Saved data entries
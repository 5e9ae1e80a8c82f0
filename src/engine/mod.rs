//! Media engine seam.
//!
//! The engine owns the actual codec and transport work. The core only ever
//! talks to it through [`MediaEngine`]: create nodes, link them, drive the
//! WebRTC sink. Everything the engine reports back arrives as an owned
//! [`EngineEvent`] on the controller channel, never as a borrowed callback
//! argument.

use std::fmt;

use thiserror::Error;
use tokio::sync::mpsc;

#[cfg(feature = "gstreamer")]
pub mod gst;

/// Errors reported by a media engine
#[derive(Error, Debug, Clone, PartialEq, Eq)]
pub enum EngineError {
    #[error("Node factory {0} is not available")]
    FactoryUnavailable(String),

    #[error("Node {node} has no property {property}")]
    UnknownProperty { node: String, property: String },

    #[error("Node {node} rejects {property}={value}")]
    InvalidProperty { node: String, property: String, value: String },

    #[error("Link failed: {0}")]
    Link(String),

    #[error("WebRTC sink is not part of the graph")]
    NoWebRtcSink,

    #[error("Transceiver {0} does not exist")]
    NoTransceiver(usize),

    #[error("Session description error: {0}")]
    Description(String),

    #[error("State change to {0:?} failed")]
    StateChange(PipelineState),

    #[error("Engine initialization failed: {0}")]
    Init(String),
}

/// Every node the topology may contain.
///
/// The set is closed: the graph registry is indexed by it.
#[derive(Clone, Copy, Debug, PartialEq, Eq, Hash, PartialOrd, Ord)]
pub enum NodeKind {
    UdpSource,
    SrtSource,
    FileSource,
    SourceQueue,
    Demux,
    Tee,
    RestreamQueue,
    UdpSink,
    SrtSink,

    H264Parse,
    H264Decode,
    H265Parse,
    H265Decode,
    Mpeg2Parse,
    Mpeg2Decode,
    ClockOverlay,
    VideoConvert,
    VideoEncode,
    VideoPayload,
    VideoPayloadQueue,

    AacParse,
    AacDecode,
    PcmParse,
    OpusParse,
    AudioConvert,
    AudioResample,
    AudioEncode,
    AudioPayload,
    AudioPayloadQueue,

    WebRtcSink,
}

impl NodeKind {
    pub const ALL: [NodeKind; 30] = [
        NodeKind::UdpSource,
        NodeKind::SrtSource,
        NodeKind::FileSource,
        NodeKind::SourceQueue,
        NodeKind::Demux,
        NodeKind::Tee,
        NodeKind::RestreamQueue,
        NodeKind::UdpSink,
        NodeKind::SrtSink,
        NodeKind::H264Parse,
        NodeKind::H264Decode,
        NodeKind::H265Parse,
        NodeKind::H265Decode,
        NodeKind::Mpeg2Parse,
        NodeKind::Mpeg2Decode,
        NodeKind::ClockOverlay,
        NodeKind::VideoConvert,
        NodeKind::VideoEncode,
        NodeKind::VideoPayload,
        NodeKind::VideoPayloadQueue,
        NodeKind::AacParse,
        NodeKind::AacDecode,
        NodeKind::PcmParse,
        NodeKind::OpusParse,
        NodeKind::AudioConvert,
        NodeKind::AudioResample,
        NodeKind::AudioEncode,
        NodeKind::AudioPayload,
        NodeKind::AudioPayloadQueue,
        NodeKind::WebRtcSink,
    ];

    pub const COUNT: usize = Self::ALL.len();

    /// Position in [`NodeKind::ALL`], used as registry slot.
    pub fn index(self) -> usize {
        self as usize
    }
}

impl fmt::Display for NodeKind {
    fn fmt(&self, f: &mut fmt::Formatter<'_>) -> fmt::Result {
        fmt::Debug::fmt(self, f)
    }
}

/// A single node property value
#[derive(Clone, Debug, PartialEq, Eq)]
pub enum PropertyValue {
    Bool(bool),
    Int(i64),
    UInt(u64),
    Str(String),
    /// Enum or flags value given by its nick (e.g. "max-bundle")
    Nick(&'static str),
}

impl fmt::Display for PropertyValue {
    fn fmt(&self, f: &mut fmt::Formatter<'_>) -> fmt::Result {
        match self {
            PropertyValue::Bool(v) => write!(f, "{}", v),
            PropertyValue::Int(v) => write!(f, "{}", v),
            PropertyValue::UInt(v) => write!(f, "{}", v),
            PropertyValue::Str(v) => f.write_str(v),
            PropertyValue::Nick(v) => f.write_str(v),
        }
    }
}

impl From<bool> for PropertyValue {
    fn from(v: bool) -> Self {
        PropertyValue::Bool(v)
    }
}

impl From<i32> for PropertyValue {
    fn from(v: i32) -> Self {
        PropertyValue::Int(i64::from(v))
    }
}

impl From<u32> for PropertyValue {
    fn from(v: u32) -> Self {
        PropertyValue::UInt(u64::from(v))
    }
}

impl From<u64> for PropertyValue {
    fn from(v: u64) -> Self {
        PropertyValue::UInt(v)
    }
}

impl From<&str> for PropertyValue {
    fn from(v: &str) -> Self {
        PropertyValue::Str(v.to_string())
    }
}

impl From<String> for PropertyValue {
    fn from(v: String) -> Self {
        PropertyValue::Str(v)
    }
}

/// Ordered property settings applied right after a node is created
#[derive(Clone, Debug, Default, PartialEq, Eq)]
pub struct NodeSettings {
    entries: Vec<(&'static str, PropertyValue)>,
}

impl NodeSettings {
    pub fn new() -> Self {
        Self::default()
    }

    pub fn with(mut self, name: &'static str, value: impl Into<PropertyValue>) -> Self {
        self.entries.push((name, value.into()));
        self
    }

    pub fn nick(self, name: &'static str, nick: &'static str) -> Self {
        self.with(name, PropertyValue::Nick(nick))
    }

    pub fn get(&self, name: &str) -> Option<&PropertyValue> {
        self.entries.iter().find(|(n, _)| *n == name).map(|(_, v)| v)
    }

    pub fn iter(&self) -> impl Iterator<Item = &(&'static str, PropertyValue)> {
        self.entries.iter()
    }

    pub fn is_empty(&self) -> bool {
        self.entries.is_empty()
    }
}

/// Capability filter placed between a payload queue and the WebRTC sink
#[derive(Clone, Debug, PartialEq, Eq)]
pub struct RtpCaps {
    pub media: &'static str,
    pub payload_type: u8,
    pub encoding_name: &'static str,
}

impl RtpCaps {
    pub const VP8: RtpCaps = RtpCaps { media: "video", payload_type: 96, encoding_name: "VP8" };
    pub const H264: RtpCaps = RtpCaps { media: "video", payload_type: 96, encoding_name: "H264" };
    pub const OPUS: RtpCaps = RtpCaps { media: "audio", payload_type: 111, encoding_name: "OPUS" };
}

/// Settings applied to an outgoing transceiver before the offer is created
#[derive(Clone, Copy, Debug, PartialEq, Eq)]
pub struct TransceiverSettings {
    pub send_only: bool,
    pub fec: bool,
    pub nack: bool,
}

#[derive(Clone, Copy, Debug, PartialEq, Eq)]
pub enum PipelineState {
    Null,
    Ready,
    Paused,
    Playing,
}

/// Locally gathered ICE candidate
#[derive(Clone, Debug, PartialEq, Eq)]
pub struct IceCandidate {
    pub mline_index: u32,
    pub candidate: String,
}

/// Notifications from the engine, delivered on the controller channel.
///
/// `P` is the engine's pad handle, `D` its session description type.
#[derive(Debug)]
pub enum EngineEvent<P, D> {
    /// The demultiplexer exposed a new elementary stream
    StreamDiscovered { caps: String, pad: P },
    NoMoreStreams,
    NegotiationNeeded,
    OfferReady(D),
    OfferFailed(String),
    IceCandidate(IceCandidate),
    StateChanged { old: PipelineState, new: PipelineState },
    EndOfStream,
    Error { node: String, message: String, debug: Option<String> },
    ClockLost,
    NewClock,
}

/// Everything the controller loop reacts to
#[derive(Debug)]
pub enum ControllerEvent<P, D> {
    Engine(EngineEvent<P, D>),
    /// Graceful shutdown request (interrupt signal)
    Shutdown,
}

impl<P, D> From<EngineEvent<P, D>> for ControllerEvent<P, D> {
    fn from(event: EngineEvent<P, D>) -> Self {
        ControllerEvent::Engine(event)
    }
}

/// Controller event type for a given engine
pub type EventOf<E> = ControllerEvent<<E as MediaEngine>::Pad, <E as MediaEngine>::Description>;
pub type EventSender<E> = mpsc::UnboundedSender<EventOf<E>>;
pub type EventReceiver<E> = mpsc::UnboundedReceiver<EventOf<E>>;

/// Create the channel that feeds the controller loop.
pub fn event_channel<E: MediaEngine>() -> (EventSender<E>, EventReceiver<E>) {
    mpsc::unbounded_channel()
}

/// Capabilities the core needs from the media engine.
pub trait MediaEngine {
    /// Handle to a processing node
    type Node: Clone + fmt::Debug;
    /// Handle to a runtime-discovered stream output
    type Pad: fmt::Debug;
    /// Engine-native session description
    type Description: fmt::Debug;

    /// Create a node from `factory`, apply `settings` and add it to the pipeline.
    fn make_node(
        &mut self,
        kind: NodeKind,
        factory: &str,
        settings: &NodeSettings,
    ) -> Result<Self::Node, EngineError>;

    fn link(&mut self, src: &Self::Node, sink: &Self::Node) -> Result<(), EngineError>;

    fn link_filtered(
        &mut self,
        src: &Self::Node,
        sink: &Self::Node,
        caps: &RtpCaps,
    ) -> Result<(), EngineError>;

    /// Undo a [`MediaEngine::link`]; a no-op if the nodes are not linked.
    fn unlink(&mut self, src: &Self::Node, sink: &Self::Node);

    /// Link a discovered stream to the static sink input of `sink`.
    fn link_pad(&mut self, pad: &Self::Pad, sink: &Self::Node) -> Result<(), EngineError>;

    /// Whether the static sink input of `node` already has an upstream.
    fn is_sink_linked(&self, node: &Self::Node) -> bool;

    fn transceiver_count(&self) -> usize;

    fn configure_transceiver(
        &mut self,
        index: usize,
        settings: &TransceiverSettings,
    ) -> Result<(), EngineError>;

    /// Ask the WebRTC sink for an offer; the result arrives as
    /// [`EngineEvent::OfferReady`] or [`EngineEvent::OfferFailed`].
    fn request_offer(&mut self) -> Result<(), EngineError>;

    fn description_to_text(&self, description: &Self::Description) -> Result<String, EngineError>;

    fn parse_answer(&self, sdp: &str) -> Result<Self::Description, EngineError>;

    fn set_local_description(&mut self, description: &Self::Description) -> Result<(), EngineError>;

    fn set_remote_description(&mut self, description: &Self::Description) -> Result<(), EngineError>;

    fn set_state(&mut self, state: PipelineState) -> Result<(), EngineError>;
}

#[cfg(test)]
mod tests {
    use super::*;

    #[test]
    fn test_node_kind_indices_are_dense() {
        for (i, kind) in NodeKind::ALL.iter().enumerate() {
            assert_eq!(kind.index(), i);
        }
        assert_eq!(NodeKind::COUNT, 30);
    }

    #[test]
    fn test_settings_render_as_strings() {
        let settings = NodeSettings::new()
            .with("port", 5000u32)
            .with("auto-multicast", true)
            .with("min-threshold-time", 250_000_000u64)
            .nick("bundle-policy", "max-bundle");
        let rendered: Vec<String> =
            settings.iter().map(|(name, value)| format!("{}={}", name, value)).collect();
        assert_eq!(
            rendered,
            vec![
                "port=5000",
                "auto-multicast=true",
                "min-threshold-time=250000000",
                "bundle-policy=max-bundle"
            ]
        );
        assert_eq!(settings.get("port"), Some(&PropertyValue::UInt(5000)));
        assert_eq!(settings.get("missing"), None);
    }
}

• _Task prompt_
What are the lines above, starting at the one with "self.with(name, PropertyValue::Nick(nick))" and ending at the one with "session description type."? Give them again exactly, and only them.

• _Solution for this task_
        self.with(name, PropertyValue::Nick(nick))
    }

    pub fn get(&self, name: &str) -> Option<&PropertyValue> {
        self.entries.iter().find(|(n, _)| *n == name).map(|(_, v)| v)
    }

    pub fn iter(&self) -> impl Iterator<Item = &(&'static str, PropertyValue)> {
        self.entries.iter()
    }

    pub fn is_empty(&self) -> bool {
        self.entries.is_empty()
    }
}

/// Capability filter placed between a payload queue and the WebRTC sink
#[derive(Clone, Debug, PartialEq, Eq)]
pub struct RtpCaps {
    pub media: &'static str,
    pub payload_type: u8,
    pub encoding_name: &'static str,
}

impl RtpCaps {
    pub const VP8: RtpCaps = RtpCaps { media: "video", payload_type: 96, encoding_name: "VP8" };
    pub const H264: RtpCaps = RtpCaps { media: "video", payload_type: 96, encoding_name: "H264" };
    pub const OPUS: RtpCaps = RtpCaps { media: "audio", payload_type: 111, encoding_name: "OPUS" };
}

/// Settings applied to an outgoing transceiver before the offer is created
#[derive(Clone, Copy, Debug, PartialEq, Eq)]
pub struct TransceiverSettings {
    pub send_only: bool,
    pub fec: bool,
    pub nack: bool,
}

#[derive(Clone, Copy, Debug, PartialEq, Eq)]
pub enum PipelineState {
    Null,
    Ready,
    Paused,
    Playing,
}

/// Locally gathered ICE candidate
#[derive(Clone, Debug, PartialEq, Eq)]
pub struct IceCandidate {
    pub mline_index: u32,
    pub candidate: String,
}

/// Notifications from the engine, delivered on the controller channel.
///
/// `P` is the engine's pad handle, `D` its session description type.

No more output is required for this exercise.